Two weeks have passed since we got the partnership. Now that we have all the required permits, renovations have begun and my dad is here for a visit.

My dad pulls me in for a hug. "How's my baby girl?"

I accept the affection and don't argue with the baby-girl comment. Although he's not my biological father, I was a baby when he and mom adopted me. Therefore, I will always be his baby, which I'm okay with. Maybe not throughout my teenage years, but now I appreciate the nickname. "Hey, Dad," I smile. "How are you?"

"I'm excellent." He holds me at arm's length. "You look... happier than the last time I saw you." He lowers his voice. "Did you find another lead on your biological parents?"

A smile curves my lips as a cloud of drywall dust dissipates into the air. During his lunch break, Dad stopped by Utterly Uncorked to see how Cassian and I were doing with the project. So far, aside from the drywall dust and broken stone, there isn't much to see. Project aside, I love how Dad supports me. It's tough for an adoptive family to comprehend the importance of finding your biological family, but Mom and Dad have been supportive through it all.

"No," I reply.

He gives me a sympathetic smile. "That's too bad."
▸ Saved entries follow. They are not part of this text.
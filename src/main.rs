#![allow(non_snake_case)]

mod app;
mod components;
pub mod context;
mod theme;

use std::path::PathBuf;
use std::sync::OnceLock;

use chesed_core::{AppConfig, WordSource};
use clap::Parser;
use dioxus::desktop::{Config, WindowBuilder};

/// Global configuration, set from environment and command line
static APP_CONFIG: OnceLock<AppConfig> = OnceLock::new();

/// Get the application configuration (set from command line or default)
pub fn app_config() -> AppConfig {
    APP_CONFIG.get().cloned().unwrap_or_default()
}

/// The Chesed Machine - random chesed idea generator
#[derive(Parser, Debug)]
#[command(name = "chesed-machine")]
#[command(about = "The Chesed Machine - generate an idea for a chesed you can do")]
struct Args {
    /// Data directory for local state (overrides CHESED_DATA_DIR)
    #[arg(short, long)]
    data_dir: Option<PathBuf>,

    /// CSV URL for the word lists (overrides CHESED_WORD_LIST_URL)
    #[arg(long)]
    word_list_url: Option<String>,

    /// Hosted store base URL (overrides CHESED_STORE_URL)
    #[arg(long)]
    store_url: Option<String>,

    /// Increase verbosity (-v, -vv)
    #[arg(short, long, action = clap::ArgAction::Count)]
    verbose: u8,
}

fn main() -> anyhow::Result<()> {
    let args = Args::parse();

    setup_logging(args.verbose);

    let mut config = AppConfig::from_env()?;
    apply_overrides(&mut config, args);
    config.validate()?;

    if config.store_url.is_none() {
        tracing::warn!("No store configured (CHESED_STORE_URL); counter and commitments stay in memory");
    }
    tracing::info!("Starting with data dir: {:?}", config.data_dir);

    let _ = APP_CONFIG.set(config);

    let config = Config::new().with_window(
        WindowBuilder::new()
            .with_title("The Chesed Machine")
            .with_inner_size(dioxus::desktop::LogicalSize::new(960.0, 820.0))
            .with_resizable(true),
    );

    dioxus::LaunchBuilder::desktop().with_cfg(config).launch(app::App);

    Ok(())
}

/// Command-line flags win over the environment.
fn apply_overrides(config: &mut AppConfig, args: Args) {
    if let Some(dir) = args.data_dir {
        config.data_dir = dir;
    }
    if let Some(url) = args.word_list_url {
        config.word_source = WordSource::Csv(url);
    }
    if let Some(url) = args.store_url {
        config.store_url = Some(url);
    }
}

fn setup_logging(verbosity: u8) {
    let filter = match verbosity {
        0 => "info",
        1 => "debug",
        _ => "trace",
    };

    tracing_subscriber::fmt()
        .with_env_filter(
            tracing_subscriber::EnvFilter::try_from_default_env()
                .unwrap_or_else(|_| tracing_subscriber::EnvFilter::new(filter)),
        )
        .init();
}

#[cfg(test)]
mod tests {
    use super::*;

    #[test]
    fn test_store_url_flag_satisfies_store_word_source() {
        let mut config = AppConfig {
            word_source: WordSource::Store,
            ..AppConfig::default()
        };
        assert!(config.validate().is_err());

        let args = Args::parse_from(["chesed-machine", "--store-url", "https://example.supabase.co"]);
        apply_overrides(&mut config, args);

        assert_eq!(config.store_url.as_deref(), Some("https://example.supabase.co"));
        assert!(config.validate().is_ok());
    }

    #[test]
    fn test_word_list_flag_switches_to_csv() {
        let mut config = AppConfig {
            word_source: WordSource::Store,
            ..AppConfig::default()
        };
        let args = Args::parse_from(["chesed-machine", "--word-list-url", "https://example.com/ideas.csv"]);
        apply_overrides(&mut config, args);

        assert_eq!(config.word_source, WordSource::Csv("https://example.com/ideas.csv".to_string()));
        assert!(config.validate().is_ok());
    }
}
I wave his comment off. Discussing my biological parents is a can of worms I don't want to open up. I have better issues to deal with. "I'm happy because Cassian and I got the partnership, as you can see."

My dad is well aware of the antics regarding the business world. So when a smile spreads across his lips and he gives my arm a reassuring squeeze, I know he really means it. Truth be told, it wasn't easy to win the partnership. Cassian and I had to fight with our teeth and nails, and I know it's going to pay off. Elemental Coffee has a reputation in British Columbia, and it's only going to get bigger as we continue to expand.

"It is amazing," Dad smiles. "I'm proud of you, kiddo."

"Where's Mom?" I ask, deflecting his compliment. I've always been terrible at accepting compliments. Besides, my happiness is an act. One I'm succeeding at. The truth is, I'm stuck in a rut of emotional turmoil—today's been the worst Monday of my life. And not because I'm breathing in drywall dust or because I started my period. For the past two weeks, I've been listening to Cassian blab on and on about his upcoming business date with Ophelia. I've been supporting him and telling him he's going to have a fantastic time with his ex-crush. I told him their relationship might turn into something more than a rekindled friendship.

Sometimes, I hate how supportive I can be.

But I could never diminish Cassian's light. It would break my heart to hurt him and spew lies when I can't predict future outcomes. All morning, he's been ecstatic about tonight.

I turn my back to Dad and sigh, staring at the disaster before me. The area is a disaster. Paint cans are piled high in the corner, packaged boxes of hardwood are strewn across the entrance. I'm up to my neck in things that need to be done, and my own emotions I can't seem to separate from work.